In addition to the ancestors, we also determined meiotic spore viability in all 169 MA lines at the end of the experiment. Sporulation was consistent across all lines after 48 hr on sporulation media, with the exception of H9-8 and H9-11 which did not sporulate (Supplementary file 4). The spore viability of the lines derived from the highly fertile hybrids did not deviate significantly from their ancestral levels, meaning that they retained their high spore viability. By contrast, individual lines of the four other backgrounds presenting a low spore fertility (lines H4, H5, H8, and H9) showed significant increase compared to the ancestral spore fertility (Figure 3C). Rescue of the spore fertility in most MA lines was gradual, with only 42 out of 77 lines showing statistically significant increases (Supplementary file 4). MA lines showed up to a 23% increase in spore fertility and the nearly homozygous lines from all hybrid backgrounds were able to fully restore their spore fertility (~90%). Overall, these results suggest that recovery of spore fertility in the MA lines during mitotic propagation can be achieved either incrementally by undergoing frequent, short LOH events or completely by undergoing rapid whole-genome homozygotization.

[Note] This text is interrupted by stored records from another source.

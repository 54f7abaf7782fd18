// Copyright 2026 the Sightline Authors
// SPDX-License-Identifier: Apache-2.0 OR MIT

//! Monotonic host time.
//!
//! [`HostTime`] is a point on the host's monotonic clock, expressed in
//! nanoseconds. The crate never reads a clock itself: every timed entry point
//! (debounce polling, impression timers, overlay polling) takes the current
//! `HostTime` from the caller, so tests can drive time deterministically.
//!
//! [`Duration`] is a span in the same nanosecond units.

use core::fmt;
use core::ops::{Add, Sub};

const NANOS_PER_MILLI: u64 = 1_000_000;
const NANOS_PER_SEC: u64 = 1_000_000_000;

/// A point in time on the host's monotonic clock, in nanoseconds.
#[derive(Clone, Copy, PartialEq, Eq, PartialOrd, Ord, Hash, Default)]
pub struct HostTime(pub u64);

impl HostTime {
    /// Returns the raw nanosecond value.
    #[inline]
    #[must_use]
    pub const fn nanos(self) -> u64 {
        self.0
    }

    /// Creates a host time from milliseconds.
    #[inline]
    #[must_use]
    pub const fn from_millis(millis: u64) -> Self {
        Self(millis.saturating_mul(NANOS_PER_MILLI))
    }

    /// Returns the duration between `self` and an earlier time, or zero if
    /// `earlier` is after `self`.
    #[inline]
    #[must_use]
    pub const fn saturating_duration_since(self, earlier: Self) -> Duration {
        Duration(self.0.saturating_sub(earlier.0))
    }

    /// Saturating addition of a duration.
    #[inline]
    #[must_use]
    pub const fn saturating_add(self, duration: Duration) -> Self {
        Self(self.0.saturating_add(duration.0))
    }
}

impl Add<Duration> for HostTime {
    type Output = Self;

    #[inline]
    fn add(self, rhs: Duration) -> Self {
        self.saturating_add(rhs)
    }
}

impl Sub for HostTime {
    type Output = Duration;

    #[inline]
    fn sub(self, rhs: Self) -> Duration {
        self.saturating_duration_since(rhs)
    }
}

impl fmt::Debug for HostTime {
    fn fmt(&self, f: &mut fmt::Formatter<'_>) -> fmt::Result {
        write!(f, "HostTime({})", self.0)
    }
}

/// A span of time in nanoseconds.
#[derive(Clone, Copy, PartialEq, Eq, PartialOrd, Ord, Hash, Default)]
pub struct Duration(pub u64);

impl Duration {
    /// A zero-length duration.
    pub const ZERO: Self = Self(0);

    /// Creates a duration from nanoseconds.
    #[inline]
    #[must_use]
    pub const fn from_nanos(nanos: u64) -> Self {
        Self(nanos)
    }

    /// Creates a duration from milliseconds.
    #[inline]
    #[must_use]
    pub const fn from_millis(millis: u64) -> Self {
        Self(millis.saturating_mul(NANOS_PER_MILLI))
    }

    /// Creates a duration from whole seconds.
    #[inline]
    #[must_use]
    pub const fn from_secs(secs: u64) -> Self {
        Self(secs.saturating_mul(NANOS_PER_SEC))
    }

    /// Returns the raw nanosecond value.
    #[inline]
    #[must_use]
    pub const fn as_nanos(self) -> u64 {
        self.0
    }

    /// Returns the duration in (fractional) seconds.
    #[inline]
    #[must_use]
    pub fn as_secs_f64(self) -> f64 {
        self.0 as f64 / NANOS_PER_SEC as f64
    }

    /// Saturating addition.
    #[inline]
    #[must_use]
    pub const fn saturating_add(self, rhs: Self) -> Self {
        Self(self.0.saturating_add(rhs.0))
    }

    /// Saturating subtraction.
    #[inline]
    #[must_use]
    pub const fn saturating_sub(self, rhs: Self) -> Self {
        Self(self.0.saturating_sub(rhs.0))
    }
}

impl Add for Duration {
    type Output = Self;

    #[inline]
    fn add(self, rhs: Self) -> Self {
        self.saturating_add(rhs)
    }
}

impl Sub for Duration {
    type Output = Self;

    #[inline]
    fn sub(self, rhs: Self) -> Self {
        self.saturating_sub(rhs)
    }
}

impl fmt::Debug for Duration {
    fn fmt(&self, f: &mut fmt::Formatter<'_>) -> fmt::Result {
        write!(f, "Duration({}ns)", self.0)
    }
}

Mutation rate is constant across heterozygous diploid backgrounds
MA experiments have been primarily used to determine mutation rates in a number of model organisms. We therefore estimated mutation rates to understand if the mutational process is also impacted and variable across genetic backgrounds. DNA synthesis during mitotic recombination is considered to be mutagenic (Pham et al., 2020) and this effect is suggested to be amplified in heterozygous genomes (Strathern et al., 1995; Rattray et al., 2015). In the 169 MA lines, we identified 912 single nucleotide mutations (SNMs) and 14 multi-nucleotide mutations (MNMs), of which 83 and 2 are homozygous, respectively (Supplementary file 5). MNMs were defined as consecutive SNMs that were not separated by more than one base pair. While 101 SNMs and 2 MNMs were detected in the near-homozygous lines, 811 SNMs and 12 MNMs were identified in the 155 remaining lines. Overall, 70% of the mutations were observed in genic regions and 30% in the non-genic areas, and we observed a significant excess of non-synonymous mutations over synonymous mutations in the genic regions (binomial test, p>0.05). These biases have already been observed in previous yeast MA experiments. Transition mutations were more frequent than transversions with an average Ts/Tv ratio of 1.35. SNM and MNM rates were on average 1.1 × 10−10/site/division and 1.98 × 10−12/site/division, which is similar to previous estimates in isogenic and hybrid diploid S. cerevisiae strains (Dutta et al., 2017; Sharp et al., 2018; Liu and Zhang, 2019). SNM rates are five orders of magnitude lower than LOH rates.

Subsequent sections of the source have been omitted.